//! Input shape checks made before an operation runs

use std::path::PathBuf;

pub const NO_FILES: &str = "Please select file(s) to continue.";
pub const MERGE_NEEDS_TWO: &str = "Please select 2 or more files to merge.";
pub const SPLIT_NEEDS_ONE: &str = "Select a single file only to split.";

#[derive(Debug, Clone, Copy, PartialEq, Eq)]
pub enum Operation {
    Merge,
    Split,
}

/// Checks that `inputs` has the shape `operation` needs
///
/// # Returns
/// The reason the selection is rejected, if it is
pub fn check_selection(operation: Operation, inputs: &[PathBuf]) -> Result<(), &'static str> {
    match (operation, inputs.len()) {
        (_, 0) => Err(NO_FILES),
        (Operation::Merge, 1) => Err(MERGE_NEEDS_TWO),
        (Operation::Split, n) if n > 1 => Err(SPLIT_NEEDS_ONE),
        _ => Ok(()),
    }
}
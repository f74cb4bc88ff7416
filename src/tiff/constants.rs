//! TIFF format constants
//!
//! Named values for the parts of the TIFF format the frame reader and
//! writer care about, replacing magic numbers throughout the code.

/// TIFF header constants
pub mod header {
    /// Standard TIFF version number (42)
    pub const TIFF_VERSION: u16 = 42;

    /// BigTIFF version number (43)
    pub const BIG_TIFF_VERSION: u16 = 43;

    /// "II" byte order marker for little-endian
    pub const LITTLE_ENDIAN_MARKER: [u8; 2] = [0x49, 0x49];

    /// "MM" byte order marker for big-endian
    pub const BIG_ENDIAN_MARKER: [u8; 2] = [0x4D, 0x4D];

    /// BigTIFF offset size (8 bytes)
    pub const BIGTIFF_OFFSET_SIZE: u16 = 8;

    /// Size of a standard TIFF header in bytes
    pub const TIFF_HEADER_SIZE: u64 = 8;

    /// Size of a BigTIFF header in bytes
    pub const BIG_TIFF_HEADER_SIZE: u64 = 16;
}

/// Size limits of the classic (32-bit offset) TIFF layout
pub mod limits {
    /// Largest offset a classic TIFF can address
    pub const CLASSIC_MAX_OFFSET: u64 = u32::MAX as u64;

    /// Upper bound on the IFD chain length accepted from a source file
    pub const MAX_FRAMES: usize = 65_535;
}

/// Field types as defined by TIFF 6.0 and BigTIFF
pub mod field_types {
    pub const BYTE: u16 = 1;       // 8-bit unsigned integer
    pub const ASCII: u16 = 2;      // 8-bit byte containing ASCII character
    pub const SHORT: u16 = 3;      // 16-bit unsigned integer
    pub const LONG: u16 = 4;       // 32-bit unsigned integer
    pub const RATIONAL: u16 = 5;   // Two LONGs: numerator and denominator
    pub const SBYTE: u16 = 6;      // 8-bit signed integer
    pub const UNDEFINED: u16 = 7;  // 8-bit byte with unspecified format
    pub const SSHORT: u16 = 8;     // 16-bit signed integer
    pub const SLONG: u16 = 9;      // 32-bit signed integer
    pub const SRATIONAL: u16 = 10; // Two SLONGs: numerator and denominator
    pub const FLOAT: u16 = 11;     // Single precision IEEE floating point
    pub const DOUBLE: u16 = 12;    // Double precision IEEE floating point
    pub const IFD: u16 = 13;       // 32-bit IFD offset
    pub const LONG8: u16 = 16;     // BigTIFF 64-bit unsigned integer
    pub const SLONG8: u16 = 17;    // BigTIFF 64-bit signed integer
    pub const IFD8: u16 = 18;      // BigTIFF 64-bit IFD offset
}

/// Standard TIFF tags
pub mod tags {
    // Basic image structure tags
    pub const NEW_SUBFILE_TYPE: u16 = 254;         // Subfile data descriptor
    pub const IMAGE_WIDTH: u16 = 256;              // Width of the image in pixels
    pub const IMAGE_LENGTH: u16 = 257;             // Height of the image in pixels
    pub const BITS_PER_SAMPLE: u16 = 258;          // Bits per component
    pub const COMPRESSION: u16 = 259;              // Compression scheme
    pub const PHOTOMETRIC_INTERPRETATION: u16 = 262; // Color space of image data
    pub const STRIP_OFFSETS: u16 = 273;            // Offsets to the data strips
    pub const SAMPLES_PER_PIXEL: u16 = 277;        // Number of components per pixel
    pub const ROWS_PER_STRIP: u16 = 278;           // Rows per strip of data
    pub const STRIP_BYTE_COUNTS: u16 = 279;        // Bytes counts for strips
    pub const X_RESOLUTION: u16 = 282;             // Horizontal resolution
    pub const Y_RESOLUTION: u16 = 283;             // Vertical resolution
    pub const PLANAR_CONFIGURATION: u16 = 284;     // How components are stored
    pub const RESOLUTION_UNIT: u16 = 296;          // Unit of measurement for resolution
    pub const PAGE_NUMBER: u16 = 297;              // Page index and page count
    pub const SOFTWARE: u16 = 305;                 // Software used to create the image
    pub const DATE_TIME: u16 = 306;                // Date and time of image creation
    pub const COLOR_MAP: u16 = 320;                // Colormap for palette color images
    pub const TILE_WIDTH: u16 = 322;               // Width of a tile
    pub const TILE_LENGTH: u16 = 323;              // Length of a tile
    pub const TILE_OFFSETS: u16 = 324;             // Offsets to the data tiles
    pub const TILE_BYTE_COUNTS: u16 = 325;         // Byte counts for tiles
    pub const SAMPLE_FORMAT: u16 = 339;            // Interpretation of sample data
    pub const JPEG_TABLES: u16 = 347;              // Shared JPEG quantization/Huffman tables

    // Tags pointing at structures outside the frame's own data
    pub const FREE_OFFSETS: u16 = 288;             // Unused byte ranges in the file
    pub const FREE_BYTE_COUNTS: u16 = 289;         // Lengths of the unused byte ranges
    pub const SUB_IFDS: u16 = 330;                 // Child IFD offsets
    pub const JPEG_INTERCHANGE_FORMAT: u16 = 513;  // Old-style JPEG stream offset
    pub const JPEG_INTERCHANGE_FORMAT_LENGTH: u16 = 514; // Old-style JPEG stream length
    pub const EXIF_IFD: u16 = 34665;               // Exif private IFD offset
    pub const GPS_IFD: u16 = 34853;                // GPS private IFD offset
    pub const INTEROPERABILITY_IFD: u16 = 40965;   // Interoperability IFD offset
}

/// Compression types
pub mod compression {
    pub const NONE: u16 = 1;              // No compression
    pub const CCITT_RLE: u16 = 2;         // CCITT modified Huffman RLE
    pub const CCITT_FAX3: u16 = 3;        // CCITT Group 3 fax
    pub const CCITT_FAX4: u16 = 4;        // CCITT Group 4 fax
    pub const LZW: u16 = 5;               // LZW compression
    pub const JPEG_OLD: u16 = 6;          // Old JPEG (deprecated)
    pub const JPEG: u16 = 7;              // JPEG compression
    pub const DEFLATE: u16 = 8;           // Adobe Deflate (zlib)
    pub const ZSTD: u16 = 14;             // Zstandard compression
    pub const PACKBITS: u16 = 32773;      // PackBits compression
}

/// Subfile type bit flags
pub mod new_subfile_type {
    pub const REDUCED_RESOLUTION: u32 = 1;      // Reduced resolution version of another image
    pub const SINGLE_PAGE: u32 = 2;             // One page of many
}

Assignment - Please transcribe the material above in full, keeping every character intact.

Written answer -
//! Input shape checks made before an operation runs

use std::path::PathBuf;

pub const NO_FILES: &str = "Please select file(s) to continue.";
pub const MERGE_NEEDS_TWO: &str = "Please select 2 or more files to merge.";
pub const SPLIT_NEEDS_ONE: &str = "Select a single file only to split.";

#[derive(Debug, Clone, Copy, PartialEq, Eq)]
pub enum Operation {
    Merge,
    Split,
}

/// Checks that `inputs` has the shape `operation` needs
///
/// # Returns
/// The reason the selection is rejected, if it is
pub fn check_selection(operation: Operation, inputs: &[PathBuf]) -> Result<(), &'static str> {
    match (operation, inputs.len()) {
        (_, 0) => Err(NO_FILES),
        (Operation::Merge, 1) => Err(MERGE_NEEDS_TWO),
        (Operation::Split, n) if n > 1 => Err(SPLIT_NEEDS_ONE),
        _ => Ok(()),
    }
}
repository f74cb4bc88ff7416
filename src/tiff/constants.rs
//! TIFF format constants
//!
//! Named values for the parts of the TIFF format the frame reader and
//! writer care about, replacing magic numbers throughout the code.

/// TIFF header constants
pub mod header {
    /// Standard TIFF version number (42)
    pub const TIFF_VERSION: u16 = 42;

    /// BigTIFF version number (43)
    pub const BIG_TIFF_VERSION: u16 = 43;

    /// "II" byte order marker for little-endian
    pub const LITTLE_ENDIAN_MARKER: [u8; 2] = [0x49, 0x49];

    /// "MM" byte order marker for big-endian
    pub const BIG_ENDIAN_MARKER: [u8; 2] = [0x4D, 0x4D];

    /// BigTIFF offset size (8 bytes)
    pub const BIGTIFF_OFFSET_SIZE: u16 = 8;

    /// Size of a standard TIFF header in bytes
    pub const TIFF_HEADER_SIZE: u64 = 8;

    /// Size of a BigTIFF header in bytes
    pub const BIG_TIFF_HEADER_SIZE: u64 = 16;
}

/// Size limits of the classic (32-bit offset) TIFF layout
pub mod limits {
    /// Largest offset a classic TIFF can address
    pub const CLASSIC_MAX_OFFSET: u64 = u32::MAX as u64;

    /// Upper bound on the IFD chain length accepted from a source file
    pub const MAX_FRAMES: usize = 65_535;
}

/// Field types as defined by TIFF 6.0 and BigTIFF
pub mod field_types {
    pub const BYTE: u16 = 1;       // 8-bit unsigned integer
    pub const ASCII: u16 = 2;      // 8-bit byte containing ASCII character
    pub const SHORT: u16 = 3;      // 16-bit unsigned integer
    pub const LONG: u16 = 4;       // 32-bit unsigned integer
    pub const RATIONAL: u16 = 5;   // Two LONGs: numerator and denominator
    pub const SBYTE: u16 = 6;      // 8-bit signed integer
    pub const UNDEFINED: u16 = 7;  // 8-bit byte with unspecified format
    pub const SSHORT: u16 = 8;     // 16-bit signed integer
    pub const SLONG: u16 = 9;      // 32-bit signed integer
    pub const SRATIONAL: u16 = 10; // Two SLONGs: numerator and denominator
    pub const FLOAT: u16 = 11;     // Single precision IEEE floating point
    pub const DOUBLE: u16 = 12;    // Double precision IEEE floating point
    pub const IFD: u16 = 13;       // 32-bit IFD offset
    pub const LONG8: u16 = 16;     // BigTIFF 64-bit unsigned integer
    pub const SLONG8: u16 = 17;    // BigTIFF 64-bit signed integer
    pub const IFD8: u16 = 18;      // BigTIFF 64-bit IFD offset
}

/// Standard TIFF tags
pub mod tags {
    // Basic image structure tags
    pub const NEW_SUBFILE_TYPE: u16 = 254;         // Subfile data descriptor
    pub const IMAGE_WIDTH: u16 = 256;              // Width of the image in pixels
    pub const IMAGE_LENGTH: u16 = 257;             // Height of the image in pixels
    pub const BITS_PER_SAMPLE: u16 = 258;          // Bits per component
    pub const COMPRESSION: u16 = 259;              // Compression scheme
    pub const PHOTOMETRIC_INTERPRETATION: u16 = 262; // Color space of image data
    pub const STRIP_OFFSETS: u16 = 273;            // Offsets to the data strips
    pub const SAMPLES_PER_PIXEL: u16 = 277;        // Number of components per pixel
    pub const ROWS_PER_STRIP: u16 = 278;           // Rows per strip of data
    pub const STRIP_BYTE_COUNTS: u16 = 279;        // Bytes counts for strips
    pub const X_RESOLUTION: u16 = 282;             // Horizontal resolution
    pub const Y_RESOLUTION: u16 = 283;             // Vertical resolution
    pub const PLANAR_CONFIGURATION: u16 = 284;     // How components are stored
    pub const RESOLUTION_UNIT: u16 = 296;          // Unit of measurement for resolution
    pub const PAGE_NUMBER: u16 = 297;              // Page index and page count
    pub const SOFTWARE: u16 = 305;                 // Software used to create the image
    pub const DATE_TIME: u16 = 306;                // Date and time of image creation
    pub const COLOR_MAP: u16 = 320;                // Colormap for palette color images
    pub const TILE_WIDTH: u16 = 322;               // Width of a tile
    pub const TILE_LENGTH: u16 = 323;              // Length of a tile
    pub const TILE_OFFSETS: u16 = 324;             // Offsets to the data tiles
    pub const TILE_BYTE_COUNTS: u16 = 325;         // Byte counts for tiles
    pub const SAMPLE_FORMAT: u16 = 339;            // Interpretation of sample data
    pub const JPEG_TABLES: u16 = 347;              // Shared JPEG quantization/Huffman tables

    // Tags pointing at structures outside the frame's own data
    pub const FREE_OFFSETS: u16 = 288;             // Unused byte ranges in the file
    pub const FREE_BYTE_COUNTS: u16 = 289;         // Lengths of the unused byte ranges
    pub const SUB_IFDS: u16 = 330;                 // Child IFD offsets
    pub const JPEG_INTERCHANGE_FORMAT: u16 = 513;  // Old-style JPEG stream offset
    pub const JPEG_INTERCHANGE_FORMAT_LENGTH: u16 = 514; // Old-style JPEG stream length
    pub const EXIF_IFD: u16 = 34665;               // Exif private IFD offset
    pub const GPS_IFD: u16 = 34853;                // GPS private IFD offset
    pub const INTEROPERABILITY_IFD: u16 = 40965;   // Interoperability IFD offset
}

/// Compression types
pub mod compression {
    pub const NONE: u16 = 1;              // No compression
    pub const CCITT_RLE: u16 = 2;         // CCITT modified Huffman RLE
    pub const CCITT_FAX3: u16 = 3;        // CCITT Group 3 fax
    pub const CCITT_FAX4: u16 = 4;        // CCITT Group 4 fax
    pub const LZW: u16 = 5;               // LZW compression
    pub const JPEG_OLD: u16 = 6;          // Old JPEG (deprecated)
    pub const JPEG: u16 = 7;              // JPEG compression
    pub const DEFLATE: u16 = 8;           // Adobe Deflate (zlib)
    pub const ZSTD: u16 = 14;             // Zstandard compression
    pub const PACKBITS: u16 = 32773;      // PackBits compression
}

/// Subfile type bit flags
pub mod new_subfile_type {
    pub const REDUCED_RESOLUTION: u32 = 1;      // Reduced resolution version of another image
    pub const SINGLE_PAGE: u32 = 2;             // One page of many
}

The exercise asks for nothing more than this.